NAPLES, Florida, - A strenthened Hurricane Wilma barreled toward the US state of Florida early Monday as officials urged residents to leave the coastal area or move to shelters.
Wilma was upgraded late Sunday to a category three storm after it displayed sustained winds of 185 km (115 mi) an hour, which qualified it for category three status. No further significant changes are expected in the strength of Wilma until it makes landfall in Florida early Monday.
At 0300 GMT, the eye of the storm was located 275 kilometers (170 miles) southwest of Naples and barreling toward the US coast at 30 kilometers (18 miles) an hour.
A storm surge up to 2.5 meters (5-8 feet) above normal was forecast for the Florida Keys and Florida Bay.
This is a very dangerous hurricane
hurricane center director Max Mayfield told CNN television, urging those who have not yet evacuated the coastal area to do so and find a reliable shelter.
In the Florida Keys island chain at the state's southern tip, residents who refused to leave were told to find a safe place to weather the storm and were warned that they were staying at their own risk.
Residents of the city of Naples, on the southwest coast, were also told to stop evacuating and take shelter as the storm approached with winds of 175 kilometers (110 miles) per hour.

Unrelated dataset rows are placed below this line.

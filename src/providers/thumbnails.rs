//! Background thumbnail downloads for search hits.
//!
//! A [`ThumbnailPool`] fetches every hit's thumbnail with at most
//! `max_concurrent` requests in flight and pushes each finished download onto
//! an unbounded queue. The consumer drains the queue whenever it refreshes
//! ([`ThumbnailPool::try_drain`]) or awaits items one at a time
//! ([`ThumbnailPool::next`]). Results arrive in completion order; `index`
//! maps each one back to its hit.
//!
//! [`ThumbnailPool::cancel`] aborts the download task and drops the queue
//! without waiting for requests already in flight.

use super::{http, CoverHit};
use crate::error::CoverError;
use futures::stream::{self, StreamExt};
use image::DynamicImage;
use reqwest::Client;
use tokio::sync::mpsc::{self, error::TryRecvError, UnboundedReceiver};
use tokio::task::JoinHandle;
use tracing::{debug, warn};

/// One finished thumbnail download.
#[derive(Debug)]
pub struct Thumbnail {
    /// Position of `hit` in the list the pool was started with.
    pub index: usize,
    pub hit: CoverHit,
    /// Image scaled to fit the configured thumbnail box.
    pub image: Result<DynamicImage, CoverError>,
}

pub struct ThumbnailPool {
    receiver: Option<UnboundedReceiver<Thumbnail>>,
    task: Option<JoinHandle<()>>,
    total: usize,
    received: usize,
}

impl ThumbnailPool {
    /// Start downloading `hits` in the background. Must be called from within
    /// a Tokio runtime.
    pub fn start(hits: Vec<CoverHit>, client: Client, size: [u32; 2], max_concurrent: usize) -> Self {
        let total = hits.len();
        let (tx, rx) = mpsc::unbounded_channel();
        let concurrency = max_concurrent.max(1);
        debug!("Fetching {total} thumbnail(s), {concurrency} at a time");

        let task = tokio::spawn(async move {
            stream::iter(hits.into_iter().enumerate())
                .map(|(index, hit)| {
                    let client = client.clone();
                    async move {
                        let image = fetch_thumbnail(&client, &hit.thumbnail_url, size).await;
                        if let Err(e) = &image {
                            warn!("Thumbnail {} failed: {e}", index + 1);
                        }
                        Thumbnail { index, hit, image }
                    }
                })
                .buffer_unordered(concurrency)
                .for_each(|thumbnail| {
                    // The receiver is gone once the pool is cancelled.
                    let _ = tx.send(thumbnail);
                    futures::future::ready(())
                })
                .await;
        });

        Self {
            receiver: Some(rx),
            task: Some(task),
            total,
            received: 0,
        }
    }

    /// Every thumbnail finished since the last call. Never blocks.
    pub fn try_drain(&mut self) -> Vec<Thumbnail> {
        let mut drained = Vec::new();
        let Some(rx) = self.receiver.as_mut() else {
            return drained;
        };
        loop {
            match rx.try_recv() {
                Ok(thumbnail) => drained.push(thumbnail),
                Err(TryRecvError::Empty) | Err(TryRecvError::Disconnected) => break,
            }
        }
        self.received += drained.len();
        drained
    }

    /// Wait for the next thumbnail; `None` once all have been delivered or
    /// the pool was cancelled.
    pub async fn next(&mut self) -> Option<Thumbnail> {
        let thumbnail = self.receiver.as_mut()?.recv().await;
        if thumbnail.is_some() {
            self.received += 1;
        }
        thumbnail
    }

    /// Abort outstanding downloads and discard anything queued.
    pub fn cancel(&mut self) {
        if let Some(task) = self.task.take() {
            task.abort();
        }
        if self.receiver.take().is_some() {
            debug!(
                "Thumbnail pool cancelled after {}/{} result(s)",
                self.received, self.total
            );
        }
    }

    pub fn total(&self) -> usize {
        self.total
    }

    /// Thumbnails not yet handed to the consumer. Zero after cancellation.
    pub fn pending(&self) -> usize {
        if self.receiver.is_none() {
            return 0;
        }
        self.total - self.received
    }
}

impl Drop for ThumbnailPool {
    fn drop(&mut self) {
        if let Some(task) = self.task.take() {
            task.abort();
        }
    }
}

async fn fetch_thumbnail(
    client: &Client,
    url: &str,
    [width, height]: [u32; 2],
) -> Result<DynamicImage, CoverError> {
    let bytes = http::fetch_bytes(client, url).await?;
    let origin = url.to_string();
    tokio::task::spawn_blocking(move || {
        image::load_from_memory(&bytes)
            .map(|img| img.thumbnail(width, height))
            .map_err(|e| CoverError::ImageDecode {
                origin,
                detail: e.to_string(),
            })
    })
    .await
    .map_err(|e| CoverError::Internal(format!("thumbnail task panicked: {e}")))?
}

#[cfg(test)]
mod tests {
    use super::*;
    use image::{ImageFormat, RgbImage};
    use std::io::Cursor;
    use tokio::io::{AsyncReadExt, AsyncWriteExt};
    use tokio::net::TcpListener;

    fn png(width: u32, height: u32) -> Vec<u8> {
        let mut out = Cursor::new(Vec::new());
        DynamicImage::ImageRgb8(RgbImage::new(width, height))
            .write_to(&mut out, ImageFormat::Png)
            .unwrap();
        out.into_inner()
    }

    /// Serve `body` as `image/png` to every connection.
    async fn serve(body: Vec<u8>) -> String {
        let listener = TcpListener::bind("127.0.0.1:0").await.unwrap();
        let addr = listener.local_addr().unwrap();
        tokio::spawn(async move {
            loop {
                let Ok((mut socket, _)) = listener.accept().await else {
                    return;
                };
                let body = body.clone();
                tokio::spawn(async move {
                    let mut request = [0u8; 1024];
                    let _ = socket.read(&mut request).await;
                    let head = format!(
                        "HTTP/1.1 200 OK\r\nContent-Type: image/png\r\nContent-Length: {}\r\nConnection: close\r\n\r\n",
                        body.len()
                    );
                    let _ = socket.write_all(head.as_bytes()).await;
                    let _ = socket.write_all(&body).await;
                });
            }
        });
        format!("http://{addr}")
    }

    fn hit(n: usize, url: String) -> CoverHit {
        CoverHit {
            title: format!("Book {n}"),
            author: "Unknown".into(),
            thumbnail_url: url.clone(),
            full_url: url,
            source: "Test".into(),
        }
    }

    #[tokio::test]
    async fn downloads_and_scales_every_hit() {
        let base = serve(png(300, 400)).await;
        let hits: Vec<CoverHit> = (0..5).map(|n| hit(n, format!("{base}/{n}.png"))).collect();
        let mut pool = ThumbnailPool::start(hits, http::client(5).unwrap(), [150, 200], 2);
        assert_eq!(pool.total(), 5);

        let mut seen = Vec::new();
        while let Some(thumbnail) = pool.next().await {
            let image = thumbnail.image.unwrap();
            assert_eq!((image.width(), image.height()), (150, 200));
            assert_eq!(thumbnail.hit.title, format!("Book {}", thumbnail.index));
            seen.push(thumbnail.index);
        }
        seen.sort_unstable();
        assert_eq!(seen, vec![0, 1, 2, 3, 4]);
        assert_eq!(pool.pending(), 0);
    }

    #[tokio::test]
    async fn failed_download_is_reported_per_hit() {
        let hits = vec![hit(0, "http://127.0.0.1:1/none.png".into())];
        let mut pool = ThumbnailPool::start(hits, http::client(5).unwrap(), [150, 200], 4);
        let thumbnail = pool.next().await.unwrap();
        assert!(matches!(thumbnail.image, Err(CoverError::DownloadFailed { .. })));
        assert!(pool.next().await.is_none());
    }

    #[tokio::test]
    async fn cancel_discards_queue() {
        let base = serve(png(10, 10)).await;
        let hits: Vec<CoverHit> = (0..3).map(|n| hit(n, format!("{base}/{n}.png"))).collect();
        let mut pool = ThumbnailPool::start(hits, http::client(5).unwrap(), [150, 200], 1);
        pool.cancel();
        assert!(pool.try_drain().is_empty());
        assert!(pool.next().await.is_none());
        assert_eq!(pool.pending(), 0);
    }

    #[tokio::test]
    async fn empty_pool_finishes_immediately() {
        let mut pool = ThumbnailPool::start(Vec::new(), http::client(5).unwrap(), [150, 200], 4);
        assert!(pool.next().await.is_none());
        assert!(pool.try_drain().is_empty());
    }
}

Florida Keys residents had been ordered out on Saturday, but many of the 80,000 residents ignored the call. Earlier, Governor Jeb Bush had made a last-minute appeal for residents still in Wilma's path.
I cannot emphasize enough to the folks that live in the Florida Keys a hurricane is coming, and a hurricane is a hurricane and it has deadly force winds
Bush also said 2,400 National Guard troops were mobilized, while trucks packed with emergency aid and more than 30 rescue helicopters were ready. He said authorities expected power outages and flooding.
The Kennedy Space Center in Cape Canaveral, where the space shuttle is launched, closed and told employees to stay home Monday. NASA also said it closed the payload bay doors of the shuttles Discovery, Endeavour and Atlantis and placed the New Horizons spacecraft, which will blast off in a mission to Pluto next year, in a protective canister.
Wilma killed at least eight people when it struck Mexico. Four bodies were found on the island of Cozumel, where there has been three days of torrential rain and roofs were ripped off many buildings.
The governor of Quintana Roo state said two people died in Playa del Carmen, one in Cancun and a fourth in Yucatan state crushed by a tree. Two fishermen were also missing at sea.
More than 71,000 people, many of them foreign tourists, remained in emergency shelters for a third day, unable to leave because of the floods and damage.
Looters took advantage of the chaos. Scores were out at dawn in Cancun and other tourist spots, raiding appliance stores for televisions, washing machines and other goods, and stealing liquor and clothes.
More than 600 federal police and troops were ordered into the stricken resorts to stop the looting. President Vicente Fox visited Cancun as well as other storm-hit areas.
Wilma also inflicted heavy damage on a naval base on Cozumel, officials said. Cozumel, famous among snorkelers and scuba divers, was devastated following the storm, with streets flooded, according to the interior ministry.
Wilma pounded western Cuba with heavy rain, floods and high winds. Four people died in Cuba after a bus ferrying tourists away from areas threatened by Wilma slipped off a wet road Friday, authorities said on Sunday.
About 640,000 people had been evacuated from Cuban coastal areas. The Caribbean was earlier threatened by Tropical Storm Alpha, which became the 22nd storm of the Atlantic season, breaking the all-time record for the most active season in the Atlantic basin.
Alpha, however, was later downgraded to a tropical depression.